At this point, you will need to translate your {{site.data.keyword.retrieveandrankshort}} training information into {{site.data.keyword.discoveryshort}} training information. Consider the following points when converting.

  • Not relevant is specified by a relevance score of 0 in {{site.data.keyword.discoveryshort}}, but it is specified by a ranking of 1 in {{site.data.keyword.retrieveandrankshort}} - all "ranking": 1 entries must be converted to "relevance": 0 in {{site.data.keyword.discoveryshort}}
  • The {{site.data.keyword.discoveryshort}} tooling uses a binary scale of 0 and 10. If you want to rank more results and use the {{site.data.keyword.discoveryshort}} tooling, you must convert all "ranking": 1 and "ranking": 2 entries to "relevance": 0, and all "ranking": 3 and "ranking": 4 entries to "relevance": 10. This is not required if you are not ranking additional results, or are not using the {{site.data.keyword.discoveryshort}} tooling.
  • Unanswered questions are not required by {{site.data.keyword.discoveryshort}}, checking the validity of relevance training is performed manually.

Ranking migration flow

As an example, the Sample {{site.data.keyword.retrieveandrankshort}} Training Data listed above would be converted to be used in {{site.data.keyword.discoveryshort}} tooling as follows:

{
  "natural_language_query": "Who was the first royal to attend Wimbledon?",
  "examples": [
    {
      "document_id": "e26a3d20-30fa-11e7-aa5e-d1632b06e0b1",
      "relevance": 0
    },
    {
      "document_id": "da1bc620-30fa-11e7-8f90-3305f35a93c9",
      "relevance": 0
    },
    {
      "document_id": "d9c0add0-30fa-11e7-aa5e-d1632b06e0b1",
      "relevance": 10
    },
    {
      "document_id": "da1bc620-30fa-11e7-8f90-3305f35a93c9",
      "relevance": 10
    }
  ]
}

{: codeblock}

Language support

{: #language}

See the language support table for {{site.data.keyword.discoveryshort}}. {{site.data.keyword.retrieveandrankshort}} features are primarily supported by Basic {{site.data.keyword.discoveryshort}} language support.

Migrating queries

{: #queries}

The {{site.data.keyword.discoveryfull}} query language is different to the Solr query language used by {{site.data.keyword.retrieveandrankshort}}. Existing queries should be rerouted to one of the {{site.data.keyword.discoveryfull}} query methods and converted to use the {{site.data.keyword.discoveryfull}} query language. The following table describes some of the typical operators that are used in most queries:

Migrating from Solr querying to {{site.data.keyword.discoveryshort}} - Typical operators

Solr Operator Discovery Operator Description
. . JSON delimiter
: : Includes
:: Exact match
-{fieldname}: :! Does not include
::! Not an exact match
\ \ Escape character
"" "" Phrase query
() (), [] Nested grouping
OR [|] or
AND [,] and
[* TO 100] <=, >=, >, < Numerical comparisons
^x ^x Score multiplier
* * Wildcard
~(0 to 1) [~n] String variation

Consult the Query concepts and Query reference documentation for detailed information about the {{site.data.keyword.discoveryfull}} query language.

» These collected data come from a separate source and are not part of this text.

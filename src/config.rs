//! Menu Configuration
//!
//! JSON settings for the menu window, colors, and button layout. Every field
//! has a default, so a config file only needs the values it changes.

use crate::error::MenuError;
use crate::layout::{SizingMode, BUTTON_PADDING};
use sdl2::pixels::Color;
use serde::{Deserialize, Serialize};
use std::path::{Path, PathBuf};

/// Bundled config shipped next to the assets
pub const BUNDLED_CONFIG_PATH: &str = "assets/config/menu.json";

/// Directory under the platform config dir that holds user overrides
const USER_CONFIG_DIR: &str = "main-menu";
const CONFIG_FILE_NAME: &str = "menu.json";

#[derive(Debug, Clone, PartialEq, Serialize, Deserialize)]
#[serde(default)]
pub struct MenuConfig {
    pub window_title: String,
    pub window_width: u32,
    pub window_height: u32,

    pub title: String,
    /// Top edge of the title text
    pub title_y: i32,
    pub title_color: [u8; 4],

    pub clear_color: [u8; 4],
    /// Stretched over the whole window. Empty means no background; a path
    /// that fails to load is logged and skipped.
    pub background_image: String,

    /// Bitmap font scale (1 = 5x7 pixel glyphs)
    pub text_scale: u32,

    pub button_padding: u32,
    pub corner_radius: i32,
    pub button_color: [u8; 4],
    pub label_color: [u8; 4],
    /// Top-left corners of Play Game, High Scores and Quit
    pub button_anchors: [(i32, i32); 3],
    pub sizing: SizingMode,

    pub target_fps: u32,
}

impl Default for MenuConfig {
    fn default() -> Self {
        MenuConfig {
            window_title: "Main Menu".to_string(),
            window_width: 800,
            window_height: 480,
            title: "Main Menu".to_string(),
            title_y: 50,
            title_color: [255, 215, 0, 255],   // gold
            clear_color: [100, 149, 237, 255], // cornflower blue
            background_image: String::new(),
            text_scale: 3,
            button_padding: BUTTON_PADDING,
            corner_radius: 20,
            button_color: [255, 69, 0, 255], // orange red
            label_color: [255, 255, 255, 255],
            button_anchors: [(300, 200), (300, 300), (300, 400)],
            sizing: SizingMode::FirstLabel,
            target_fps: 60,
        }
    }
}

/// Converts a config `[r, g, b, a]` array to an SDL color
pub fn rgba(color: [u8; 4]) -> Color {
    Color::RGBA(color[0], color[1], color[2], color[3])
}

impl MenuConfig {
    /// Background image to load, if one is configured
    pub fn background_path(&self) -> Option<&str> {
        let path = self.background_image.trim();
        if path.is_empty() { None } else { Some(path) }
    }

    pub fn load_from_file(path: impl AsRef<Path>) -> Result<Self, MenuError> {
        let content = std::fs::read_to_string(path)?;
        let config: MenuConfig = serde_json::from_str(&content)?;
        Ok(config)
    }

    /// Where a user override would live, if the platform has a config dir
    pub fn user_config_path() -> Option<PathBuf> {
        dirs::config_dir().map(|dir| dir.join(USER_CONFIG_DIR).join(CONFIG_FILE_NAME))
    }

    /// Loads the first config found among `candidates`, else the defaults.
    ///
    /// Missing files are skipped. A file that exists but can't be read or
    /// parsed is an error rather than a silent fallback.
    pub fn load_first_existing(candidates: &[PathBuf]) -> Result<(Self, Option<PathBuf>), MenuError> {
        for path in candidates {
            if path.exists() {
                let config = Self::load_from_file(path)?;
                return Ok((config, Some(path.clone())));
            }
        }
        Ok((MenuConfig::default(), None))
    }

    /// User override, then the bundled file, then built-in defaults
    pub fn load() -> Result<Self, MenuError> {
        let mut candidates = Vec::new();
        if let Some(user_path) = Self::user_config_path() {
            candidates.push(user_path);
        }
        candidates.push(PathBuf::from(BUNDLED_CONFIG_PATH));

        let (config, source) = Self::load_first_existing(&candidates)?;
        match source {
            Some(path) => tracing::info!(path = %path.display(), "loaded menu config"),
            None => tracing::info!("no menu config found, using defaults"),
        }
        Ok(config)
    }

    /// Time budget for one frame at the configured FPS
    pub fn frame_duration(&self) -> std::time::Duration {
        std::time::Duration::from_secs(1) / self.target_fps.max(1)
    }
}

Standalone Watson Document Conversion service migration

{: #dcs}

If you are using {{site.data.keyword.documentconversionshort}} to help ingest content into {{site.data.keyword.retrieveandrankshort}}, then that functionality has evolved into a single service - {{site.data.keyword.discoveryshort}}. {{site.data.keyword.discoveryshort}} lets you easily convert, enrich, and ingest Microsoft Word, PDF, HTML, and JSON documents into a trainable and searchable index. This section is relevant to you if your use case doesn't involve storing the converted content in an index. If you are ingesting documents into an index, see ingesting to the {{site.data.keyword.discoveryshort}} service.

IBM no longer provides a service that is designed for standalone conversion of Microsoft Word, PDF, and HTML documents. If you are currently using the {{site.data.keyword.documentconversionshort}} service and do not ingest the output into an online indexed service (such as {{site.data.keyword.discoveryshort}}), it is recommended that you consider migrating to an open-source alternative such as Apache Tika External link icon{: new_window}.